Ayn Rand vs. the pope

The two contradictory philosophies warring for Paul Ryan's soul

Published August 14, 2012 4:37PM (EDT)

Pope Benedict XVI, Paul Ryan and Ayn Rand                 (AP/Salon)
Pope Benedict XVI, Paul Ryan and Ayn Rand (AP/Salon)

Much has already been made of Rep. Paul Ryan’s libertarian pretensions and his failure to live up to them from across the ideological spectrum (here, here, here). Yet there’s a more disturbing inconsistency that deserves more scrutiny regardless of where you find yourself on the ideological or theological spectrum. The newly christened vice-presidential nominee holds two deeply contradictory and inimical materialist and spiritual worldviews represented by the objectivist philosopher and novelist Ayn Rand and the Catholic Church.

This naturally begs the question of how a devout Catholic can follow the social justice theology of the church yet also idolize an atheist that preached the "virtue of selfishness." Somehow in Paul Ryan’s mind, Jesus Christ and Ayn Rand are complementary figures, not warring factions in defining how an individual should lead a moral life.

This leads to a man with dual and mutually exclusive allegiances. Not only is the Catholic Church historically an authoritarian institution par excellence, it is also one intimately concerned with social justice, arguing that state intervention is necessary to blunt the sharp edges of unbridled capitalism. For instance, in his 1961 encyclical “Christianity and Social Progress,” Pope John XXIII called attention to and excoriated economic inequality in a voice very similar to Occupy Wall Street today.
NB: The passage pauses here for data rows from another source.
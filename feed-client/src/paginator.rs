use chrono::{DateTime, Utc};
use tokio_util::sync::CancellationToken;
use tracing::{debug, warn};

use crate::FeedClient;
use crate::error::{FeedClientError, FeedClientResult};
use crate::models::{Tweet, TweetPage, TweetWhere, User, UserFilter};

/// Размер страницы по умолчанию.
pub const DEFAULT_PAGE_SIZE: u32 = 20;

#[derive(Debug, Clone, PartialEq, Eq)]
/// Какие твиты показывает лента.
pub enum FeedFilter {
    /// Все твиты.
    Global,
    /// Твиты и ретвиты перечисленных пользователей.
    Following {
        /// Идентификаторы авторов.
        user_ids: Vec<String>,
    },
    /// Профиль: твиты пользователя и его ретвиты.
    Profile {
        /// Логин владельца профиля.
        username: String,
    },
    /// Ответы на твит.
    Replies {
        /// Родительский твит.
        tweet_id: String,
    },
}

impl FeedFilter {
    /// Лента подписок пользователя (включая его самого).
    pub fn following(user: &User) -> Self {
        let mut user_ids = vec![user.id.clone()];
        for followed in &user.following {
            if !user_ids.contains(&followed.id) {
                user_ids.push(followed.id.clone());
            }
        }
        Self::Following { user_ids }
    }

    /// Предикаты `where`, ограниченные снимком времени `snapshot`.
    pub fn to_where(&self, snapshot: DateTime<Utc>) -> Vec<TweetWhere> {
        let created_at = Some(snapshot);
        match self {
            Self::Global => vec![TweetWhere {
                created_at,
                ..Default::default()
            }],
            Self::Following { user_ids } => user_ids
                .iter()
                .flat_map(|id| {
                    [
                        TweetWhere {
                            user: Some(UserFilter::Id(id.clone())),
                            created_at,
                            ..Default::default()
                        },
                        TweetWhere {
                            retweeted_by: Some(UserFilter::Id(id.clone())),
                            created_at,
                            ..Default::default()
                        },
                    ]
                })
                .collect(),
            Self::Profile { username } => vec![
                TweetWhere {
                    user: Some(UserFilter::Username(username.clone())),
                    created_at,
                    ..Default::default()
                },
                TweetWhere {
                    retweeted_by: Some(UserFilter::Username(username.clone())),
                    created_at,
                    ..Default::default()
                },
            ],
            Self::Replies { tweet_id } => vec![TweetWhere {
                reply_to: Some(tweet_id.clone()),
                created_at,
                ..Default::default()
            }],
        }
    }
}

#[derive(Debug, Clone, Copy, PartialEq)]
/// Положение прокрутки, о котором сообщает потребитель ленты.
pub struct ScrollPosition {
    /// Отступ прокрутки сверху.
    pub scroll_top: f64,
    /// Высота видимой области.
    pub viewport_height: f64,
    /// Полная высота содержимого.
    pub document_height: f64,
}

impl ScrollPosition {
    /// Низ видимой области дошёл до конца содержимого.
    pub fn is_at_bottom(&self) -> bool {
        self.scroll_top + self.viewport_height >= self.document_height
    }
}

#[derive(Debug, Clone, Copy, PartialEq, Eq)]
/// Итог попытки загрузки.
pub enum LoadStatus {
    /// Загрузка не начиналась: уже идёт другая либо лента закончилась.
    Skipped,
    /// Страница применена.
    Loaded {
        /// Сколько твитов пришло.
        received: usize,
        /// Достигнут ли конец ленты.
        end: bool,
    },
    /// Результат отброшен: загрузка отменена или устарела.
    Discarded,
}

/// Начатая загрузка страницы, не держащая ссылку на ленту.
///
/// Выполняется отдельно (`run`) и применяется через `FeedPaginator::complete`.
#[derive(Debug)]
pub struct PendingLoad {
    generation: u64,
    skip: u32,
    take: u32,
    removed: u32,
    filter: Vec<TweetWhere>,
    token: CancellationToken,
    client: FeedClient,
}

impl PendingLoad {
    /// Поколение ленты, в котором начата загрузка.
    pub fn generation(&self) -> u64 {
        self.generation
    }

    /// Смещение запрашиваемой страницы.
    pub fn skip(&self) -> u32 {
        self.skip
    }

    /// Выполняет запрос; отмена токена прерывает его.
    pub async fn run(self) -> LoadOutcome {
        let result = tokio::select! {
            biased;
            _ = self.token.cancelled() => Err(FeedClientError::Cancelled),
            page = self.client.paginate_tweets(self.skip, self.take, &self.filter) => page,
        };

        LoadOutcome {
            generation: self.generation,
            skip: self.skip,
            removed: self.removed,
            result,
        }
    }
}

/// Результат `PendingLoad::run`.
#[derive(Debug)]
pub struct LoadOutcome {
    generation: u64,
    skip: u32,
    removed: u32,
    result: FeedClientResult<TweetPage>,
}

#[derive(Debug)]
/// Постраничная лента с бесконечной прокруткой.
///
/// Все страницы запрашиваются с `createdAt <= snapshot`, где снимок времени
/// фиксируется при сбросе; новые твиты не сдвигают смещения во время прокрутки.
/// Каждый сброс или отмена начинает новое поколение: результаты загрузок
/// прошлых поколений отбрасываются.
pub struct FeedPaginator {
    client: FeedClient,
    filter: FeedFilter,
    snapshot: DateTime<Utc>,
    tweets: Vec<Tweet>,
    skip: u32,
    take: u32,
    total_count: Option<u64>,
    loading: bool,
    end: bool,
    // Удаления из списка за поколение; нужны, чтобы поправить смещение
    // страницы, которая грузилась во время удаления.
    removed: u32,
    generation: u64,
    cancel: CancellationToken,
}

impl FeedPaginator {
    /// Лента с размером страницы по умолчанию.
    pub fn new(client: FeedClient, filter: FeedFilter) -> Self {
        Self::with_page_size(client, filter, DEFAULT_PAGE_SIZE)
    }

    /// Лента с заданным размером страницы (не меньше 1).
    pub fn with_page_size(client: FeedClient, filter: FeedFilter, take: u32) -> Self {
        Self {
            client,
            filter,
            snapshot: Utc::now(),
            tweets: Vec::new(),
            skip: 0,
            take: take.max(1),
            total_count: None,
            loading: false,
            end: false,
            removed: 0,
            generation: 0,
            cancel: CancellationToken::new(),
        }
    }

    /// Загруженные твиты в порядке сервера.
    pub fn tweets(&self) -> &[Tweet] {
        &self.tweets
    }

    /// Смещение следующей страницы.
    pub fn skip(&self) -> u32 {
        self.skip
    }

    /// Размер страницы.
    pub fn take(&self) -> u32 {
        self.take
    }

    /// Общее количество по данным сервера (после первой загрузки).
    pub fn total_count(&self) -> Option<u64> {
        self.total_count
    }

    /// Идёт ли загрузка.
    pub fn is_loading(&self) -> bool {
        self.loading
    }

    /// Загружено всё.
    pub fn is_end(&self) -> bool {
        self.end
    }

    /// Текущий фильтр.
    pub fn filter(&self) -> &FeedFilter {
        &self.filter
    }

    /// Снимок времени текущего поколения.
    pub fn snapshot(&self) -> DateTime<Utc> {
        self.snapshot
    }

    /// Номер текущего поколения.
    pub fn generation(&self) -> u64 {
        self.generation
    }

    /// Меняет фильтр и сбрасывает ленту.
    pub fn reset(&mut self, filter: FeedFilter) {
        self.filter = filter;
        self.restart();
    }

    /// Перезагрузка с тем же фильтром и свежим снимком времени.
    pub fn refresh(&mut self) {
        self.restart();
    }

    /// Отменяет текущую загрузку (уход со страницы). Накопленный список сохраняется.
    pub fn cancel(&mut self) {
        self.next_generation();
        self.loading = false;
    }

    fn restart(&mut self) {
        self.next_generation();
        self.tweets.clear();
        self.skip = 0;
        self.total_count = None;
        self.loading = false;
        self.end = false;
        self.removed = 0;
        self.snapshot = Utc::now();
        debug!(generation = self.generation, filter = ?self.filter, "feed reset");
    }

    fn next_generation(&mut self) {
        self.cancel.cancel();
        self.cancel = CancellationToken::new();
        self.generation += 1;
    }

    /// Нужно ли догружать при таком положении прокрутки.
    pub fn should_load_more(&self, position: ScrollPosition) -> bool {
        position.is_at_bottom() && !self.tweets.is_empty() && !self.loading && !self.end
    }

    /// Начинает загрузку следующей страницы.
    ///
    /// `None`, если загрузка уже идёт или лента закончилась.
    pub fn begin_load(&mut self) -> Option<PendingLoad> {
        if self.loading || self.end {
            return None;
        }
        self.loading = true;

        Some(PendingLoad {
            generation: self.generation,
            skip: self.skip,
            take: self.take,
            removed: self.removed,
            filter: self.filter.to_where(self.snapshot),
            token: self.cancel.clone(),
            client: self.client.clone(),
        })
    }

    /// Начинает загрузку, если прокрутка дошла до низа.
    pub fn begin_load_on_scroll(&mut self, position: ScrollPosition) -> Option<PendingLoad> {
        if !self.should_load_more(position) {
            return None;
        }
        self.begin_load()
    }

    /// Применяет результат загрузки.
    ///
    /// Устаревшие и отменённые результаты отбрасываются без изменения состояния.
    /// Ошибка оставляет список и `skip` как были.
    pub fn complete(&mut self, outcome: LoadOutcome) -> FeedClientResult<LoadStatus> {
        if outcome.generation != self.generation {
            debug!(
                stale = outcome.generation,
                current = self.generation,
                "discarding stale page"
            );
            return Ok(LoadStatus::Discarded);
        }

        let page = match outcome.result {
            Ok(page) => page,
            Err(FeedClientError::Cancelled) => {
                self.loading = false;
                return Ok(LoadStatus::Discarded);
            }
            Err(err) => {
                self.loading = false;
                warn!(skip = outcome.skip, error = %err, "failed to load feed page");
                return Err(err);
            }
        };

        let received = page.nodes.len();
        if outcome.skip == 0 {
            self.tweets = page.nodes;
        } else {
            self.tweets.extend(page.nodes);
        }
        // Твиты, удалённые пока страница грузилась, уже сдвинули смещение на сервере.
        let removed_since = self.removed.saturating_sub(outcome.removed);
        self.skip = (outcome.skip + self.take).saturating_sub(removed_since);
        self.total_count = Some(page.total_count);
        self.end = self.tweets.len() as u64 >= page.total_count;
        self.loading = false;

        debug!(received, skip = self.skip, end = self.end, "feed page applied");
        Ok(LoadStatus::Loaded {
            received,
            end: self.end,
        })
    }

    /// Загружает следующую страницу и применяет её.
    pub async fn load(&mut self) -> FeedClientResult<LoadStatus> {
        let Some(pending) = self.begin_load() else {
            return Ok(LoadStatus::Skipped);
        };
        let outcome = pending.run().await;
        self.complete(outcome)
    }

    /// Убирает твит из списка (после удаления).
    ///
    /// Удаляется ровно одна запись; общее количество и смещение уменьшаются на 1.
    /// Если в этот момент идёт загрузка, её `complete` учтёт удаление в смещении.
    pub fn remove_tweet(&mut self, tweet_id: &str) -> bool {
        let Some(index) = self.tweets.iter().position(|t| t.id == tweet_id) else {
            return false;
        };
        self.tweets.remove(index);
        self.removed += 1;
        self.total_count = self.total_count.map(|total| total.saturating_sub(1));
        self.skip = self.skip.saturating_sub(1);
        true
    }
}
Nevertheless, in some of these lands the enormous wealth, the unbridled luxury, of the privileged few stands in violent, offensive contrast to the utter poverty of the vast majority. In some parts of the world men are being subjected to inhuman privations so that the output of the national economy can be increased at a rate of acceleration beyond what would be possible if regard were had to social justice and equity. And in other countries a notable percentage of income is absorbed in building up an ill-conceived national prestige, and vast sums are spent on armaments.

Within the encyclical, Pope John XXIII even goes so far as to argue for a living wage, something that would make Ayn Rand’s corpse spin. Such “common good” concepts, such as the living wage, were collectivist nonsense to Rand, a ruse used to make tyranny justifiable. And Rand was nothing if not virulently anti-Catholic because of the church’s tendency to lump all humanity together in the bonds of forced altruism and fellowship. One passage from her novella “Anthem” should be especially uneasy reading for any devout Catholic such as Ryan:

I am done with the monster of "We," the word of serfdom, of plunder, of misery, falsehood and shame.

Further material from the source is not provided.